真实网站经常改版。今天详情页标题是 h1,下个月可能改成 .detail-title;今天图片写在 src,明天可能改成 data-src;今天字段叫“症状”,另一个站点可能叫“危害症状”或“病征”。
所以解析器不要只写一个选择器:
soup.select_one(".title").text
这种写法在学习阶段看起来很干净,但实际维护成本很高。更稳的写法是维护一组候选选择器和一组候选标签,谁命中就用谁。
7.4 缺失字段怎么办
缺失字段不应该导致程序崩溃。比如有些病虫害详情页没有图片,有些详情页只有防治用药信息,有些列表页标题写得不完整。
本文策略是:
- 病虫害名优先从标题取,取不到再从标签取,再取不到从 URL query 取。
- 作物优先从正文标签取,取不到再从 URL 的 plant 参数取。
- 症状摘要取不到时,从正文第一段较长文本兜底。
- 防治说明取不到时,从包含“防治、用药、管理”等关键词的段落中拼接。
- 图片取不到时保持空字符串。
- detail_url 永远保留,方便后续人工回查。
这样得到的数据不是百分之百完美,但不会因为一两个页面结构异常导致整个任务失败。爬虫项目的第一阶段目标是“稳定产出可回查的数据”,第二阶段才是“逐步提高字段质量”。
8️⃣ 数据存储与导出(Storage)
本文选择 CSV + JSON Lines 作为起步格式。
CSV 适合用 Excel、WPS、LibreOffice 或 pandas 直接查看。
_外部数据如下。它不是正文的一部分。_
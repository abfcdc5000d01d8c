//! Typed access to the fleet API.
//!
//! Every failure to get a usable answer, whether the transport gave up, the
//! status was not 200, the content type was wrong or the body did not
//! decode, collapses into `None`. Callers decide what an absent answer means.

use std::sync::Arc;

use fleetlink_sync::{encode, FleetRequest, SyncError, Transport, TransportResponse};

use crate::retry::RetryInvoker;

/// Request/response access to the coordinator.
#[derive(Clone)]
pub struct FleetApi {
    transport: Arc<dyn Transport>,
    retry: Arc<RetryInvoker>,
}

impl FleetApi {
    pub fn new(transport: Arc<dyn Transport>, retry: Arc<RetryInvoker>) -> Self {
        Self { transport, retry }
    }

    pub fn retry(&self) -> &Arc<RetryInvoker> {
        &self.retry
    }

    /// Send `request`, retrying transport failures.
    pub async fn request<R: FleetRequest>(&self, request: &R) -> Option<R::Response> {
        self.send(request, true).await
    }

    /// Send `request` exactly once.
    pub async fn request_once<R: FleetRequest>(&self, request: &R) -> Option<R::Response> {
        self.send(request, false).await
    }

    async fn send<R: FleetRequest>(&self, request: &R, retry: bool) -> Option<R::Response> {
        let path = R::PATH;
        let body = match encode(request) {
            Ok(body) => body,
            Err(e) => {
                tracing::error!(path, error = %e, "failed to encode request");
                return None;
            }
        };

        let transport = &self.transport;
        let result = if retry {
            self.retry
                .invoke(|| transport.post(path, body.clone()))
                .await
        } else {
            transport.post(path, body).await
        };

        let response: TransportResponse = match result {
            Ok(response) => response,
            Err(e) => {
                tracing::debug!(path, error = %e, "no response");
                return None;
            }
        };

        match response.into_response::<R::Response>() {
            Ok(decoded) => Some(decoded),
            Err(SyncError::UnexpectedContentType(None)) => {
                tracing::warn!(path, "[Node] POST /{}: missing header `Content-Type`", path);
                None
            }
            Err(SyncError::UnexpectedContentType(Some(content_type))) => {
                tracing::warn!(
                    path,
                    content_type = %content_type,
                    "[Node] POST /{}: header `Content-Type` has wrong value",
                    path
                );
                None
            }
            Err(e) => {
                tracing::debug!(path, error = %e, "unusable response");
                None
            }
        }
    }
}

impl std::fmt::Debug for FleetApi {
    fn fmt(&self, f: &mut std::fmt::Formatter<'_>) -> std::fmt::Result {
        f.debug_struct("FleetApi")
            .field("max_tries", &self.retry.max_tries())
            .finish_non_exhaustive()
    }
}
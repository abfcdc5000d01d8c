//! Error types for the fleet client.

use thiserror::Error;

/// Errors that can occur during client operations.
///
/// Most request failures are not errors: the fleet API reports them as
/// absent results. What remains here is either fatal to a session or a
/// problem building the client.
#[derive(Debug, Error)]
pub enum ClientError {
    /// The coordinator no longer recognizes this node.
    #[error("heartbeat rejected: the coordinator does not recognize this node")]
    HeartbeatRejected,

    /// Root certificates could not be loaded.
    #[error("certificate error: {0}")]
    Certificate(String),

    /// The HTTP client could not be built.
    #[error("http client error: {0}")]
    Http(#[from] reqwest::Error),

    /// I/O error.
    #[error("io error: {0}")]
    Io(#[from] std::io::Error),

    /// Invalid configuration.
    #[error("invalid configuration: {0}")]
    Config(String),
}

/// Result type for client operations.
pub type Result<T> = std::result::Result<T, ClientError>;
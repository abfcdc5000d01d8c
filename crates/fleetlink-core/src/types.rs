//! Identifiers shared by every fleetlink crate.

use serde::{Deserialize, Serialize};
use std::fmt;

use crate::crypto::Blake3Hash;

/// A 32-byte object identifier, computed as Blake3(deflated_bytes(object)).
///
/// This is the content-address of an object. Two objects with the same
/// deflated bytes have the same ObjectId, whichever node produced them.
#[derive(Clone, Copy, PartialEq, Eq, PartialOrd, Ord, Hash, Serialize, Deserialize)]
pub struct ObjectId(pub [u8; 32]);

impl ObjectId {
    /// Compute the id of a deflated object.
    pub fn compute(deflated: &[u8]) -> Self {
        Self(Blake3Hash::hash(deflated).0)
    }

    pub const fn from_bytes(bytes: [u8; 32]) -> Self {
        Self(bytes)
    }

    /// Check that `deflated` hashes to this id.
    pub fn matches(&self, deflated: &[u8]) -> bool {
        Self::compute(deflated) == *self
    }

    pub fn to_hex(&self) -> String {
        hex::encode(self.0)
    }

    /// Parse a full 64-character hex id.
    pub fn from_hex(s: &str) -> Result<Self, hex::FromHexError> {
        let bytes = hex::decode(s)?;
        if bytes.len() != 32 {
            return Err(hex::FromHexError::InvalidStringLength);
        }
        let mut arr = [0u8; 32];
        arr.copy_from_slice(&bytes);
        Ok(Self(arr))
    }
}

impl fmt::Debug for ObjectId {
    fn fmt(&self, f: &mut fmt::Formatter<'_>) -> fmt::Result {
        write!(f, "ObjectId({})", &self.to_hex()[..16])
    }
}

impl fmt::Display for ObjectId {
    fn fmt(&self, f: &mut fmt::Formatter<'_>) -> fmt::Result {
        write!(f, "{}", &self.to_hex()[..16])
    }
}

/// Coordinator-assigned node identity.
///
/// Only meaningful between a successful registration and teardown.
#[derive(Debug, Clone, Copy, PartialEq, Eq, PartialOrd, Ord, Hash, Serialize, Deserialize)]
pub struct NodeId(pub u64);

impl NodeId {
    /// The coordinator itself, as a message source or destination.
    pub const COORDINATOR: Self = Self(0);

    pub const fn get(&self) -> u64 {
        self.0
    }
}

impl fmt::Display for NodeId {
    fn fmt(&self, f: &mut fmt::Formatter<'_>) -> fmt::Result {
        write!(f, "{}", self.0)
    }
}

/// Numbered run context a message belongs to.
pub type RunId = u64;

#[cfg(test)]
mod tests {
    use super::*;

    #[test]
    fn test_object_id_hex_roundtrip() {
        let id = ObjectId::from_bytes([0x42; 32]);
        let hex = id.to_hex();
        let recovered = ObjectId::from_hex(&hex).unwrap();
        assert_eq!(id, recovered);
    }

    #[test]
    fn test_object_id_display() {
        let id = ObjectId::from_bytes([0xab; 32]);
        assert_eq!(format!("{}", id), "abababababababab");
    }

    #[test]
    fn test_object_id_compute_matches() {
        let id = ObjectId::compute(b"chunk");
        assert!(id.matches(b"chunk"));
        assert!(!id.matches(b"chunk!"));
    }

    #[test]
    fn test_object_id_from_hex_wrong_length() {
        assert!(ObjectId::from_hex("abcd").is_err());
    }

    #[test]
    fn test_node_id_display() {
        assert_eq!(NodeId(7).to_string(), "7");
        assert_eq!(NodeId::COORDINATOR.get(), 0);
    }
}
JSON Lines 适合后续导入数据库、搜索引擎或队列系统,每行一个 JSON 对象,不怕单个字段里出现换行。
8.1 字段映射表
| 输出字段 | Python 字段 | 类型 | 示例值 |
|---|---|---|---|
| 病虫害名 | pest_name | str | 稻热病 |
| 作物 | crop | str | 水稻 |
| 症状摘要 | symptom_summary | str | 叶片出现病斑,严重时影响抽穗和结实 |
| 防治说明 | control_method | str | 选用抗病品种,加强田间管理,必要时按登记说明用药 |
| 图片链接 | image_url | str | https://example.com/images/rice_blast.jpg |
| 详情页 | detail_url | str | https://example.com/search/bug/detail?id=1 |
| 来源站点 | source_site | str | 农业病虫害智能管理决策系统 |
| 抓取时间 | crawled_at | str | 2026-06-09T10:30:00+08:00 |
8.2 去重策略
本项目采用两层去重。
第一层是 URL 去重。详情页 URL 相同的记录只保留一条。
第二层是内容 hash 去重。如果不同 URL 的 pest_name、crop、symptom_summary 内容完全一致,可以认为是重复内容。本文示例先使用 URL 去重,内容 hash 留作扩展。
真实项目中,我建议这样做:
- 对 detail_url 做唯一约束。
- 对 pest_name + crop 做辅助去重。
- 对正文内容生成 hash,发现疑似重复时人工复核。
- 不要只用 pest_name 去重,因为同一个病虫害可能对应多个作物。
8.3 存储层 storage.py
# crop_pest_spider/storage.py
import json
from pathlib import Path
from typing import List, Iterable
import pandas as pd
from .models import PestRecord
from .utils import logger, content_hash
FIELD_ORDER = [
"pest_name",
"crop",
"symptom_summary",
"control_method",
"image_url",
"detail_url",
"source_site",
"crawled_at",
]
CHINESE_COLUMNS = {
"pest_name": "病虫害名",
"crop": "作物",
"symptom_summary": "症状摘要",
"control_method": "防治说明",
"image_url": "图片链接",
"detail_url": "详情页",
"source_site": "来源站点",
"crawled_at": "抓取时间",
}
def dedupe_by_url(records: Iterable[PestRecord]) -> List[PestRecord]:
seen = set()
result = []
for record in records:
key = record.detail_url or content_hash(
record.pest_name,
record.crop,
record.symptom_summary,
)
if key in seen:
continue
seen.add(key)
result.append(record)
return result
def save_jsonl(records: List[PestRecord], path: Path) -> None:
path.parent.mkdir(parents=True, exist_ok=True)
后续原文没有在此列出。